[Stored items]

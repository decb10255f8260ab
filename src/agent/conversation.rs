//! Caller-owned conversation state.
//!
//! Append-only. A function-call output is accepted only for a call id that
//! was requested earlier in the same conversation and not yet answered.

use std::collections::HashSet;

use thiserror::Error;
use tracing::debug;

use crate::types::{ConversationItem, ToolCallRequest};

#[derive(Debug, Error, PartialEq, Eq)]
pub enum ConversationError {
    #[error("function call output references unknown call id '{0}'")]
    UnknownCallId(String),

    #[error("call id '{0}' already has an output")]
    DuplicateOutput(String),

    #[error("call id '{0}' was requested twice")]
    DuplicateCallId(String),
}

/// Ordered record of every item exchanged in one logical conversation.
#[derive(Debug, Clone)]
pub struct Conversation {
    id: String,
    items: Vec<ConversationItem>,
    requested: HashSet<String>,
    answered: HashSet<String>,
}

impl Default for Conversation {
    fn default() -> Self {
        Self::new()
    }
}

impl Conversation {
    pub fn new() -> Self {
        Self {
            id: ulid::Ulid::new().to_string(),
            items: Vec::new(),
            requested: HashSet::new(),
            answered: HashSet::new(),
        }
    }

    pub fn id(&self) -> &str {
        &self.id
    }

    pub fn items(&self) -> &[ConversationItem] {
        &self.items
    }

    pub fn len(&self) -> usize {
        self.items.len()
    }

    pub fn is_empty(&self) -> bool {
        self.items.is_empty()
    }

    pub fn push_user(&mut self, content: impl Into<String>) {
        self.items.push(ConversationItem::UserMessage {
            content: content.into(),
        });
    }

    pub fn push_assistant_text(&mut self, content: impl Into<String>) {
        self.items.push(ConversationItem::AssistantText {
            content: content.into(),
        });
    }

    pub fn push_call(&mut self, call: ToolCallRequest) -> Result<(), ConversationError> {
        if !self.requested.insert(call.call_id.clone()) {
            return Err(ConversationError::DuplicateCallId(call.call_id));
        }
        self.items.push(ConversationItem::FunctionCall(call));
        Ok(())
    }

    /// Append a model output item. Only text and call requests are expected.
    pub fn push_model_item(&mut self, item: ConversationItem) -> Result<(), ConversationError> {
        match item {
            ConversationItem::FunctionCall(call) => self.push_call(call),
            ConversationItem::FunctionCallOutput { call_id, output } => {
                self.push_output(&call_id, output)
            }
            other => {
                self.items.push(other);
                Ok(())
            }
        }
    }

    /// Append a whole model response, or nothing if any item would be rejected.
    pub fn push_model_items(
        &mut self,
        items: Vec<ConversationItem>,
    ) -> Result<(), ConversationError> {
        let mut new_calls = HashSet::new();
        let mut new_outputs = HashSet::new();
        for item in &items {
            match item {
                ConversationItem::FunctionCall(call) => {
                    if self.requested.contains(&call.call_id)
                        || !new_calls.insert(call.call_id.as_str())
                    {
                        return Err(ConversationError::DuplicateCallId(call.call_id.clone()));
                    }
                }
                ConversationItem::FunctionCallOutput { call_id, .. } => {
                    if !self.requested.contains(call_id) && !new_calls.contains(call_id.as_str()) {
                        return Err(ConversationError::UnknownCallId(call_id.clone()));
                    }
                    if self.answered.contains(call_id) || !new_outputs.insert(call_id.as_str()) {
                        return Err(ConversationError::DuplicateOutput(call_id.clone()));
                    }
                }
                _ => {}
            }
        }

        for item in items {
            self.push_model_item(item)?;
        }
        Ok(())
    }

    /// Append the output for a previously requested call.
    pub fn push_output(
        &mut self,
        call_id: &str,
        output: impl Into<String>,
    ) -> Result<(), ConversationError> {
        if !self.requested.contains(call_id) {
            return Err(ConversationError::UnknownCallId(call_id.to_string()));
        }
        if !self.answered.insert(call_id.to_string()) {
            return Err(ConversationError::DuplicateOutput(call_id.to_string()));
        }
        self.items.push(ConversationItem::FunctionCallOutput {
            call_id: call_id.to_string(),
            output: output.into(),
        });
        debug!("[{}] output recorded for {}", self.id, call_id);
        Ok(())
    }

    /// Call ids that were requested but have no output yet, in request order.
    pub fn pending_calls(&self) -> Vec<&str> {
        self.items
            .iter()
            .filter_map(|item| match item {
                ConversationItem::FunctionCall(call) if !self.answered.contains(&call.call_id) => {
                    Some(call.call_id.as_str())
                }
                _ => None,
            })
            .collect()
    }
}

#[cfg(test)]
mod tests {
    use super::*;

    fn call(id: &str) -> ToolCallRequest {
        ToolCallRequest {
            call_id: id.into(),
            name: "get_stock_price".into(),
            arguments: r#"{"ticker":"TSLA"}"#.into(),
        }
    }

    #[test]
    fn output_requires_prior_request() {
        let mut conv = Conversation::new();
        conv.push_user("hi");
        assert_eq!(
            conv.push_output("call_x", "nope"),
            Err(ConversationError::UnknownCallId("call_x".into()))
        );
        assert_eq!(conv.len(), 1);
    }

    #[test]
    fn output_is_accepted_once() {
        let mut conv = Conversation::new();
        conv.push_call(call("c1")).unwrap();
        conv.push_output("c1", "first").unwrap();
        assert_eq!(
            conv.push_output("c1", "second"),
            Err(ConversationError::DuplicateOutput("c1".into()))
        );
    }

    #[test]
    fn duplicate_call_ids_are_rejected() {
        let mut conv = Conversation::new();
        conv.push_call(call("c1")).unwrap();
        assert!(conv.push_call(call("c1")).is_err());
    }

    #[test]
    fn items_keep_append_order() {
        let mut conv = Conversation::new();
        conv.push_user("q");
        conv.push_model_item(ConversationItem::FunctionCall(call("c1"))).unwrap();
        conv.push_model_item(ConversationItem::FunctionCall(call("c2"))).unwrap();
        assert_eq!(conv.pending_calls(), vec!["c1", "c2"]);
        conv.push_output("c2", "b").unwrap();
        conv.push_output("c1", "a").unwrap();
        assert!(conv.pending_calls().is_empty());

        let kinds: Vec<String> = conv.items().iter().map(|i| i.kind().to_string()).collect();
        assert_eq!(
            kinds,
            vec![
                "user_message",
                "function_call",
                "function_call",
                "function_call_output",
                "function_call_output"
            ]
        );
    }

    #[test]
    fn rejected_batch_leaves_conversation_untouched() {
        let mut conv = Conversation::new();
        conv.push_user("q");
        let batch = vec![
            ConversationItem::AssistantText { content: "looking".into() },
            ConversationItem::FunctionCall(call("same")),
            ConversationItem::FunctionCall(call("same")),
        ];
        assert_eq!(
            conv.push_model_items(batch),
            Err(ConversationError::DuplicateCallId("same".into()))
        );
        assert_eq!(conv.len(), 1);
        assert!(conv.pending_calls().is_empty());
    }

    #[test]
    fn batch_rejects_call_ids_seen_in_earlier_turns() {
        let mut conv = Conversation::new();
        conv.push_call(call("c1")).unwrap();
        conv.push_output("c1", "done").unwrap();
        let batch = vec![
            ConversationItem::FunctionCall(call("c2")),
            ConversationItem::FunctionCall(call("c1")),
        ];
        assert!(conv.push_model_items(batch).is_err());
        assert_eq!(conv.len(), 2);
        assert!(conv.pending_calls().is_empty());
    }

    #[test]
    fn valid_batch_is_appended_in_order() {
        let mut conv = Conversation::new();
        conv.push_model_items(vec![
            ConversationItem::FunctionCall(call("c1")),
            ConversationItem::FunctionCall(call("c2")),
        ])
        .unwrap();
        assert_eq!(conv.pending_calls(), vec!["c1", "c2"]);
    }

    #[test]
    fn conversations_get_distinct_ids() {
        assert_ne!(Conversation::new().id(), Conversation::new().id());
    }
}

YOUR OBJECTIVE →
Return every line of the entries above that the string "UnknownCallId" appears in.

TASK SOLUTION →
    UnknownCallId(String),
                        return Err(ConversationError::UnknownCallId(call_id.clone()));
            return Err(ConversationError::UnknownCallId(call_id.to_string()));
            Err(ConversationError::UnknownCallId("call_x".into()))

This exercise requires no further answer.